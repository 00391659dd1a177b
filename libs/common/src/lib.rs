pub mod id;

pub use id::prefixed_ulid;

▶ **EXERCISE REQUIREMENTS**
Reproduce the data exactly, altering nothing.

▶ **OUTPUT OF THE EXERCISE**
repository 00391659dd1a177b
filename libs/common/src/lib.rs
pub mod id;

pub use id::prefixed_ulid;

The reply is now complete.